[Data items]
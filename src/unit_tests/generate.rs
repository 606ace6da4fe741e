use super::*;
use rand::rngs::StdRng;
use rand::SeedableRng;

#[test]
fn test_shape_of_generated_instance() {
    let mut rng = StdRng::seed_from_u64(0);
    let instance = random_k_sat(10, 30, 3, &mut rng).unwrap();
    assert_eq!(instance.num_clauses(), 30);
    assert!(instance.clauses().iter().all(|clause| clause.len() == 3));
    assert!(instance.max_variable() <= 10);
}

#[test]
fn test_clause_variables_are_distinct() {
    let mut rng = StdRng::seed_from_u64(1);
    let instance = random_k_sat(5, 50, 4, &mut rng).unwrap();
    for clause in instance.clauses() {
        let mut variables: Vec<i32> = clause.variables().collect();
        variables.sort_unstable();
        variables.dedup();
        assert_eq!(variables.len(), 4);
    }
}

#[test]
fn test_k_may_equal_n() {
    let mut rng = StdRng::seed_from_u64(2);
    let instance = random_k_sat(3, 5, 3, &mut rng).unwrap();
    assert!(instance.clauses().iter().all(|clause| clause.len() == 3));
}

#[test]
fn test_k_larger_than_n_is_rejected() {
    let mut rng = StdRng::seed_from_u64(3);
    assert!(random_k_sat(2, 5, 3, &mut rng).is_err());
}

#[test]
fn test_fixed_seed_reproduces_the_instance() {
    let mut first_rng = StdRng::seed_from_u64(42);
    let mut second_rng = StdRng::seed_from_u64(42);
    let first = random_k_sat(8, 20, 3, &mut first_rng).unwrap();
    let second = random_k_sat(8, 20, 3, &mut second_rng).unwrap();
    assert_eq!(first, second);
}
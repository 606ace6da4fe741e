//! The assignment/simplification primitive every solver builds on.

use crate::instance::{Assignment, Clause, Instance};

impl Instance {
    /// Apply a partial assignment and simplify.
    ///
    /// Every clause containing a literal the assignment makes true is
    /// removed; from the remaining clauses every literal the assignment
    /// makes false is deleted. Variables absent from the assignment are
    /// preserved. Returns a new instance; a clause reduced to zero literals
    /// stays as the empty clause.
    pub fn assign_and_simplify(&self, assignment: &Assignment) -> Instance {
        let clauses = self
            .clauses()
            .iter()
            .filter(|clause| !satisfied_by(clause, assignment))
            .map(|clause| strip_falsified(clause, assignment))
            .collect();
        Instance::from_parts(clauses)
    }

    /// Like [`Instance::assign_and_simplify`], but additionally maps each
    /// surviving clause back to its position in the original instance that
    /// produced `parents`. Conflict analysis uses the returned indices to
    /// look up antecedent clauses in the global store.
    pub fn assign_and_simplify_with_provenance(
        &self,
        assignment: &Assignment,
        parents: &[usize],
    ) -> (Instance, Vec<usize>) {
        debug_assert_eq!(parents.len(), self.num_clauses());
        let mut clauses = Vec::new();
        let mut surviving_parents = Vec::new();
        for (clause, &parent) in self.clauses().iter().zip(parents) {
            if satisfied_by(clause, assignment) {
                continue;
            }
            clauses.push(strip_falsified(clause, assignment));
            surviving_parents.push(parent);
        }
        (Instance::from_parts(clauses), surviving_parents)
    }
}

fn satisfied_by(clause: &Clause, assignment: &Assignment) -> bool {
    clause
        .literals
        .iter()
        .any(|&lit| assignment.satisfies_literal(lit))
}

fn strip_falsified(clause: &Clause, assignment: &Assignment) -> Clause {
    Clause::new(
        clause
            .literals
            .iter()
            .copied()
            .filter(|&lit| !assignment.satisfies_literal(-lit))
            .collect(),
    )
}

#[cfg(test)]
#[path = "../unit_tests/instance/simplify.rs"]
mod tests;
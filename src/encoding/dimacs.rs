//! The DIMACS CNF format.
//!
//! ```text
//! c This is a comment
//! p cnf 3 2
//! 1 2 0
//! -2 3 0
//! ```
//!
//! Accepted deviations from the strict format: runs of spaces collapse to
//! one, and a line containing `%` truncates the input from that line on
//! (some benchmark archives end files this way).
//!
//! See: <https://jix.github.io/varisat/manual/0.2.0/formats/dimacs.html>

use crate::error::{Result, SatError};
use crate::instance::{Clause, Instance};

/// Parse a DIMACS CNF document into a normalized instance.
///
/// The syntax check is strict: the header must read `p cnf <n> <m>` with
/// both counts at least 1, every clause line must be `0`-terminated, the
/// number of clause lines must match `m`, and the variables used must be
/// exactly `[1..n]`. Duplicate clause lines are merged.
pub fn parse_dimacs(input: &str) -> Result<Instance> {
    let mut lines: Vec<&str> = input
        .trim()
        .lines()
        .map(str::trim)
        .filter(|line| !line.starts_with('c'))
        .collect();

    if let Some(cut) = lines.iter().position(|line| line.contains('%')) {
        lines.truncate(cut);
    }

    let Some((&header, clause_lines)) = lines.split_first() else {
        return Err(SatError::ParseError("empty input".into()));
    };
    let (num_variables, num_clauses) = parse_header(header)?;

    if clause_lines.len() != num_clauses {
        return Err(SatError::ParseError(format!(
            "header promises {} clauses, found {}",
            num_clauses,
            clause_lines.len()
        )));
    }

    let mut clauses: Vec<Clause> = Vec::new();
    for (index, line) in clause_lines.iter().enumerate() {
        let clause = parse_clause_line(index, line)?;
        if !clauses.iter().any(|kept| kept.literals == clause.literals) {
            clauses.push(clause);
        }
    }

    let instance = Instance::from_clauses(clauses)
        .map_err(|error| SatError::ParseError(error.to_string()))?;

    let used = instance.all_variables();
    if used.len() != num_variables || used.iter().any(|&v| v < 1 || v as usize > num_variables) {
        return Err(SatError::ParseError(format!(
            "clauses use {} variables, header promises the range 1..={}",
            used.len(),
            num_variables
        )));
    }

    Ok(instance.normalize())
}

/// Write an instance as a DIMACS CNF document.
pub fn write_dimacs(instance: &Instance) -> String {
    let mut output = format!(
        "p cnf {} {}",
        instance.num_variables(),
        instance.num_clauses()
    );
    for clause in instance.clauses() {
        output.push('\n');
        for &lit in &clause.literals {
            output.push_str(&format!("{lit} "));
        }
        output.push('0');
    }
    output
}

fn parse_header(line: &str) -> Result<(usize, usize)> {
    let fields: Vec<&str> = line.split_whitespace().collect();
    let counts = match fields.as_slice() {
        ["p", "cnf", variables, clauses] => Some((variables.parse(), clauses.parse())),
        _ => None,
    };
    match counts {
        Some((Ok(variables), Ok(clauses))) if variables >= 1 && clauses >= 1 => {
            Ok((variables, clauses))
        }
        _ => Err(SatError::ParseError(format!(
            "malformed header {line:?}, expected \"p cnf <num_vars> <num_clauses>\""
        ))),
    }
}

fn parse_clause_line(index: usize, line: &str) -> Result<Clause> {
    let mut literals: Vec<i32> = Vec::new();
    for token in line.split_whitespace() {
        let literal: i32 = token.parse().map_err(|_| {
            SatError::ParseError(format!("clause line {index}: invalid literal {token:?}"))
        })?;
        literals.push(literal);
    }
    if literals.pop() != Some(0) {
        return Err(SatError::ParseError(format!(
            "clause line {index} is not terminated by 0"
        )));
    }
    if literals.contains(&0) {
        return Err(SatError::ParseError(format!(
            "clause line {index} contains an interior 0"
        )));
    }
    Ok(Clause::new(literals))
}

#[cfg(test)]
#[path = "../unit_tests/encoding/dimacs.rs"]
mod tests;
//! Radius-bounded local search around an assignment.

use crate::instance::{Assignment, Instance};
use rand::seq::IndexedRandom;
use rand::Rng;

/// Search the Hamming ball of the given radius around a total assignment.
///
/// If the assignment satisfies the instance the search succeeds; at radius
/// zero it fails. Otherwise an unsatisfied clause is picked uniformly at
/// random, and for each of its literals the search recurses from the
/// assignment with that variable flipped and the radius reduced by one.
/// Succeeds as soon as any branch does.
///
/// A satisfying assignment at Hamming distance ≤ radius is always found:
/// any unsatisfied clause must change in at least one of its variables on
/// the way to a satisfying assignment.
///
/// Reference: Schöning, p. 94 f.
pub fn search_hamming_ball<R: Rng>(
    instance: &Instance,
    assignment: &Assignment,
    radius: usize,
    rng: &mut R,
) -> bool {
    debug_assert_eq!(assignment.len(), instance.num_variables());

    if instance.check_assignment(assignment) {
        return true;
    }
    if radius == 0 {
        return false;
    }

    let unsatisfied = instance.unsatisfied_clauses(assignment);
    let clause = unsatisfied
        .choose(rng)
        .expect("unsatisfied instance has an unsatisfied clause");

    clause.literals.iter().any(|&lit| {
        let mut flipped = assignment.clone();
        flipped.flip(lit.abs());
        search_hamming_ball(instance, &flipped, radius - 1, rng)
    })
}

#[cfg(test)]
#[path = "../../unit_tests/solvers/local_search/hamming_ball.rs"]
mod tests;
use super::*;
use crate::instance::Instance;
use rand::rngs::StdRng;
use rand::SeedableRng;

#[test]
fn test_satisfiable_instance() {
    let instance = Instance::from_literals([vec![1, 2], vec![-2, 3]]).unwrap();
    let mut rng = StdRng::seed_from_u64(0);
    assert!(solve_random_local_search(&instance, 1e-8, &mut rng));
}

#[test]
fn test_unsatisfiable_unit_pair() {
    let instance = Instance::from_literals([vec![1], vec![-1]]).unwrap();
    let mut rng = StdRng::seed_from_u64(1);
    assert!(!solve_random_local_search(&instance, 1e-8, &mut rng));
}

#[test]
fn test_terminal_cases() {
    let mut rng = StdRng::seed_from_u64(2);
    let empty = Instance::from_literals([]).unwrap();
    assert!(solve_random_local_search(&empty, 1e-8, &mut rng));
    let conflict = Instance::from_literals([vec![]]).unwrap();
    assert!(!solve_random_local_search(&conflict, 1e-8, &mut rng));
}

#[test]
fn test_binomial() {
    use num_bigint::BigUint;
    assert_eq!(binomial(5, 0), BigUint::from(1u32));
    assert_eq!(binomial(5, 2), BigUint::from(10u32));
    assert_eq!(binomial(5, 5), BigUint::from(1u32));
    assert_eq!(binomial(3, 4), BigUint::from(0u32));
}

Problem requirements >> Find the number of lines in the entries above that hold the string "fields", and write only that number.

Result of the task >> 2